Of course, to know the score and get excited you not only have to know how to read the financial reports, but have to have access to them.  That’s where the second major open-book management practice comes into play.

Information Sharing.  By definition, open-book management means just that—opening the books, sharing information, giving every employee access to the financial and operating data.  The very idea of opening up the company’s books strikes terror in the hearts of many CEOs.  They are terrified that a competitor will get hold of the numbers.  Relax, if you are worried about sharing the numbers, your fears may not be totally unfounded, but they are most likely exaggerated.  If your competitors get some of the numbers, so what?  If yours is a publicly traded company, they probably already have access to a lot of numbers anyway.  And if you are privately held, the amount of information you can hide may be a lot less than you think it is.  Even if your competitor finds out something new about you from your open books, that doesn’t necessarily mean that anything bad will happen.  He might be able to use the information to beat you on a contract, but he still has to deliver on the contract.  To do that, he has to be either the low-cost producer or offer something that you can’t offer.  

At best, anything your competitor can learn from your open books gives him only a short-term tactical advantage, and that pales alongside the benefits that come from educating your employees about the numbers. Quit worrying so much about what your competition might find out about your business, and start worrying about how much your employees don’t know.  Your employees’ ignorance is going to do you a lot more harm than your competitions’ smarts.  Just get the numbers out.

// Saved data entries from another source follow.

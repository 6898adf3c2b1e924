//! Version-control collaborator.
//!
//! The orchestrator only talks to [`VersionControl`]; [`GitCli`] implements it
//! by running the `git` executable inside the project checkout. All calls are
//! blocking and carry no timeout.

use std::path::{Path, PathBuf};
use std::process::{Command, Output};

use timerow_core::error::{Result, TimerowError};
use timerow_core::secrets::redact;
use tracing::debug;

/// Narrow interface over the repository the dataset is published to.
pub trait VersionControl: Send {
    /// `true` when `path` differs from the last committed version.
    fn status(&self, path: &Path) -> Result<bool>;

    fn add(&self, path: &Path) -> Result<()>;

    fn commit(&self, message: &str) -> Result<()>;

    /// Hash of the current `HEAD` commit, if there is one.
    fn head_ref(&self) -> Result<Option<String>>;

    fn push(&self, remote: &str, branch: &str) -> Result<()>;

    fn remote_url(&self, remote: &str) -> Result<String>;

    fn set_remote_url(&self, remote: &str, url: &str) -> Result<()>;
}

// ── GitCli ────────────────────────────────────────────────────────────────────

/// [`VersionControl`] backed by the `git` command-line client.
#[derive(Debug, Clone)]
pub struct GitCli {
    repo_dir: PathBuf,
    program: PathBuf,
}

impl GitCli {
    pub fn new(repo_dir: impl Into<PathBuf>) -> Self {
        Self {
            repo_dir: repo_dir.into(),
            program: PathBuf::from("git"),
        }
    }

    /// Use a different executable than `git` from `PATH`.
    #[cfg(test)]
    fn with_program(mut self, program: impl Into<PathBuf>) -> Self {
        self.program = program.into();
        self
    }

    /// Run `git <args>`; `label` is what gets logged and reported, so it must
    /// never contain credentials.
    fn run(&self, label: &str, args: &[&str]) -> Result<Output> {
        debug!("git {}", label);
        let output = Command::new(&self.program)
            .args(args)
            .current_dir(&self.repo_dir)
            .output()
            .map_err(|e| TimerowError::VersionControl {
                command: label.to_string(),
                detail: format!("cannot start {}: {}", self.program.display(), e),
            })?;

        if !output.status.success() {
            let stderr = String::from_utf8_lossy(&output.stderr);
            let detail = match stderr.trim() {
                "" => output.status.to_string(),
                text => format!("{}: {}", output.status, text),
            };
            return Err(TimerowError::VersionControl {
                command: label.to_string(),
                detail: redact(&detail, None),
            });
        }
        Ok(output)
    }

    /// Paths handed to git are resolved against the process working
    /// directory, not the checkout.
    fn path_arg(&self, label: &str, path: &Path) -> Result<String> {
        absolute_path_arg(label, path, std::env::current_dir)
    }
}

fn absolute_path_arg(
    label: &str,
    path: &Path,
    cwd: impl FnOnce() -> std::io::Result<PathBuf>,
) -> Result<String> {
    let absolute = if path.is_absolute() {
        path.to_path_buf()
    } else {
        let base = cwd().map_err(|e| TimerowError::VersionControl {
            command: label.to_string(),
            detail: format!("cannot resolve {}: {}", path.display(), e),
        })?;
        base.join(path)
    };
    Ok(absolute.to_string_lossy().into_owned())
}

impl VersionControl for GitCli {
    fn status(&self, path: &Path) -> Result<bool> {
        let path = self.path_arg("status", path)?;
        let output = self.run("status", &["status", "--porcelain", "--", &path])?;
        Ok(!String::from_utf8_lossy(&output.stdout).trim().is_empty())
    }

    fn add(&self, path: &Path) -> Result<()> {
        let path = self.path_arg("add", path)?;
        self.run("add", &["add", "--", &path]).map(|_| ())
    }

    fn commit(&self, message: &str) -> Result<()> {
        self.run("commit", &["commit", "-m", message]).map(|_| ())
    }

    fn head_ref(&self) -> Result<Option<String>> {
        let output = self.run("rev-parse", &["rev-parse", "HEAD"])?;
        let hash = String::from_utf8_lossy(&output.stdout).trim().to_string();
        Ok((!hash.is_empty()).then_some(hash))
    }

    fn push(&self, remote: &str, branch: &str) -> Result<()> {
        self.run("push", &["push", remote, branch]).map(|_| ())
    }

    fn remote_url(&self, remote: &str) -> Result<String> {
        let output = self.run("remote get-url", &["remote", "get-url", remote])?;
        Ok(String::from_utf8_lossy(&output.stdout).trim().to_string())
    }

    fn set_remote_url(&self, remote: &str, url: &str) -> Result<()> {
        self.run("remote set-url", &["remote", "set-url", remote, url])
            .map(|_| ())
    }
}

// ── Credential embedding ──────────────────────────────────────────────────────

/// Return `url` with `token` embedded when it is a plain `https://` URL
/// without credentials; `None` when no rewrite is needed.
pub fn authenticated_url(url: &str, token: &str) -> Option<String> {
    let rest = url.strip_prefix("https://")?;
    let host_part = rest.split('/').next().unwrap_or(rest);
    if host_part.contains('@') {
        return None;
    }
    Some(format!("https://x-access-token:{}@{}", token, rest))
}

// ── Tests ─────────────────────────────────────────────────────────────────────


/// Throwaway checkout with a bare `origin`, for tests that need real git.
#[cfg(test)]
pub(crate) mod test_repo {
    use std::path::{Path, PathBuf};
    use std::process::Command;

    use tempfile::TempDir;

    pub(crate) struct TestRepo {
        _dir: TempDir,
        pub(crate) work_dir: PathBuf,
        pub(crate) remote_dir: PathBuf,
    }

    fn git(dir: &Path, args: &[&str]) {
        let status = Command::new("git")
            .args(args)
            .current_dir(dir)
            .status()
            .expect("git runs");
        assert!(status.success(), "git {:?} failed", args);
    }

    impl TestRepo {
        /// `None` when no `git` executable is available.
        pub(crate) fn init() -> Option<Self> {
            if Command::new("git").arg("--version").output().is_err() {
                return None;
            }
            let dir = TempDir::new().unwrap();
            let root = dir.path().canonicalize().unwrap();
            let work_dir = root.join("work");
            let remote_dir = root.join("remote.git");
            std::fs::create_dir_all(&work_dir).unwrap();

            git(&root, &["init", "--bare", "--quiet", "remote.git"]);
            git(&work_dir, &["init", "--quiet"]);
            git(&work_dir, &["symbolic-ref", "HEAD", "refs/heads/master"]);
            git(&work_dir, &["config", "user.name", "timerow"]);
            git(&work_dir, &["config", "user.email", "timerow@localhost"]);
            git(&work_dir, &["config", "commit.gpgsign", "false"]);
            git(
                &work_dir,
                &["remote", "add", "origin", &remote_dir.to_string_lossy()],
            );

            Some(Self {
                _dir: dir,
                work_dir,
                remote_dir,
            })
        }
    }
}
//! Raw sensor export parsing.
//!
//! An export is a comma-delimited file whose first line is a banner. Every
//! row carries a timestamp in column 3 and a record-type discriminator in
//! column 4; the measurement sits in column 5 for scans and column 6 for
//! retrospective readings. Rows are turned into tagged [`Reading`]s here so
//! that nothing downstream has to know about column positions.

use std::path::Path;

use timerow_core::error::{Result, TimerowError};
use timerow_core::formatting::parse_decimal;
use timerow_core::models::{CanonicalSeries, Reading, SourceKind};
use timerow_core::time_utils::parse_raw_timestamp;
use tracing::debug;

const TIMESTAMP_COLUMN: usize = 2;
const DISCRIMINATOR_COLUMN: usize = 3;
const SCAN_VALUE_COLUMN: usize = 4;
const RETROSPECTIVE_VALUE_COLUMN: usize = 5;

// ── Public API ────────────────────────────────────────────────────────────────

/// Read and parse a raw export from disk.
pub fn parse_file(path: &Path) -> Result<CanonicalSeries> {
    let bytes = std::fs::read(path).map_err(|source| TimerowError::FileRead {
        path: path.to_path_buf(),
        source,
    })?;
    debug!("Parsing raw export {}", path.display());
    parse_bytes(&bytes)
}

/// Parse a raw export.
///
/// Any unusable row on a modelled record type fails the whole parse; rows
/// whose discriminator is neither `0` nor `1` are skipped.
pub fn parse_bytes(bytes: &[u8]) -> Result<CanonicalSeries> {
    let decoded = String::from_utf8_lossy(bytes);
    let text = decoded.strip_prefix('\u{feff}').unwrap_or(&decoded);

    let mut readings: Vec<Reading> = Vec::new();
    let mut rows_seen = 0u64;
    let mut rows_skipped = 0u64;
    let mut column_header_checked = false;

    // Line 1 is the export banner.
    for (idx, line) in text.lines().enumerate().skip(1) {
        let line_no = idx + 1;
        if line.trim().is_empty() {
            continue;
        }

        let fields = split_row(line);

        // Exports usually repeat the column names right below the banner.
        if !column_header_checked {
            column_header_checked = true;
            if is_column_header(&fields) {
                debug!("Skipping column header on line {}", line_no);
                continue;
            }
        }

        rows_seen += 1;
        match parse_row(&fields, line_no)? {
            RawRecord::Modelled(reading) => readings.push(reading),
            RawRecord::Unmodelled(discriminator) => {
                rows_skipped += 1;
                debug!(
                    "Line {}: skipping unmodelled record type {}",
                    line_no, discriminator
                );
            }
        }
    }

    let series = CanonicalSeries::from_readings(readings);
    debug!(
        "Raw export: {} rows, {} skipped, {} readings",
        rows_seen,
        rows_skipped,
        series.len()
    );
    Ok(series)
}

// ── Row handling ──────────────────────────────────────────────────────────────

/// One data row, tagged by its record type.
#[derive(Debug, PartialEq)]
enum RawRecord {
    Modelled(Reading),
    Unmodelled(i64),
}

fn parse_row(fields: &[String], line_no: usize) -> Result<RawRecord> {
    let discriminator_text = field(fields, DISCRIMINATOR_COLUMN, line_no, "record type")?;
    let discriminator: i64 = discriminator_text.trim().parse().map_err(|_| {
        TimerowError::malformed(
            line_no,
            format!("record type {:?} is not an integer", discriminator_text),
        )
    })?;

    let Some(kind) = SourceKind::from_discriminator(discriminator) else {
        return Ok(RawRecord::Unmodelled(discriminator));
    };

    let timestamp_text = field(fields, TIMESTAMP_COLUMN, line_no, "timestamp")?;
    let timestamp = parse_raw_timestamp(timestamp_text).ok_or_else(|| {
        TimerowError::malformed(line_no, format!("bad timestamp {:?}", timestamp_text))
    })?;

    let value_column = match kind {
        SourceKind::Scan => SCAN_VALUE_COLUMN,
        SourceKind::Retrospective => RETROSPECTIVE_VALUE_COLUMN,
    };
    let value_text = field(fields, value_column, line_no, "value")?;
    let value = parse_decimal(value_text).ok_or_else(|| {
        TimerowError::malformed(line_no, format!("bad {} value {:?}", kind, value_text))
    })?;

    let reading = Reading::new(timestamp, value, kind)
        .map_err(|e| TimerowError::malformed(line_no, e.to_string()))?;
    Ok(RawRecord::Modelled(reading))
}

fn field<'a>(fields: &'a [String], index: usize, line_no: usize, name: &str) -> Result<&'a str> {
    fields.get(index).map(String::as_str).ok_or_else(|| {
        TimerowError::malformed(
            line_no,
            format!("missing {} column (found {} columns)", name, fields.len()),
        )
    })
}

/// `true` when the row names its columns rather than carrying data.
///
/// A header has no parseable timestamp, record type or measurement; a row
/// with any of them is data and goes through the strict row parser.
fn is_column_header(fields: &[String]) -> bool {
    let timestamp_is_data = fields
        .get(TIMESTAMP_COLUMN)
        .is_some_and(|f| parse_raw_timestamp(f).is_some());
    let discriminator_is_data = fields
        .get(DISCRIMINATOR_COLUMN)
        .is_some_and(|f| f.trim().parse::<i64>().is_ok());
    let value_is_data = [SCAN_VALUE_COLUMN, RETROSPECTIVE_VALUE_COLUMN]
        .iter()
        .any(|&col| fields.get(col).is_some_and(|f| parse_decimal(f).is_some()));
    !timestamp_is_data && !discriminator_is_data && !value_is_data
}

/// Split one delimited line into fields.
///
/// Fields may be wrapped in double quotes, inside which commas are literal
/// and `""` stands for one quote character.
pub(crate) fn split_row(line: &str) -> Vec<String> {
    let mut fields = Vec::new();
    let mut current = String::new();
    let mut in_quotes = false;
    let mut chars = line.chars().peekable();

    while let Some(c) = chars.next() {
        match c {
            '"' if in_quotes => {
                if chars.peek() == Some(&'"') {
                    current.push('"');
                    chars.next();
                } else {
                    in_quotes = false;
                }
            }
            '"' if current.is_empty() => in_quotes = true,
            ',' if !in_quotes => fields.push(std::mem::take(&mut current)),
            _ => current.push(c),
        }
    }
    fields.push(current);
    fields
}

// ── Tests ─────────────────────────────────────────────────────────────────────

As we conducted our research, we were repeatedly struck by how different the expert’s “ideal” workplace is from the one most of us know.  In the old workplace, few workers expected meaning and purpose from their work.  At most, they hoped for a measure of job security and a slowly rising paycheck.  Most workers assumed that they had to adjust their lives to their employer’s demands and could expect little, if any, accommodation in return.  Work and one’s personal life were to be kept completely separate.  A share in the rewards?  Not likely.  If so, not much.  Of course, an employee might occasionally get a small bonus, but it normally amounted to very little and was presented more as a gift from his employer than as a earned share.  Finally, every company kept secrets.  Only those with “a need to know” were allowed to know, and the prevailing wisdom was that most employees needed to know very little.  Times really have changed.  Employee expectations are certainly much different.  You can’t motivate them any longer with the offer of a simple exchange—their commitment and loyalty in return for a job.  Maybe that is why these four essentials are so essential.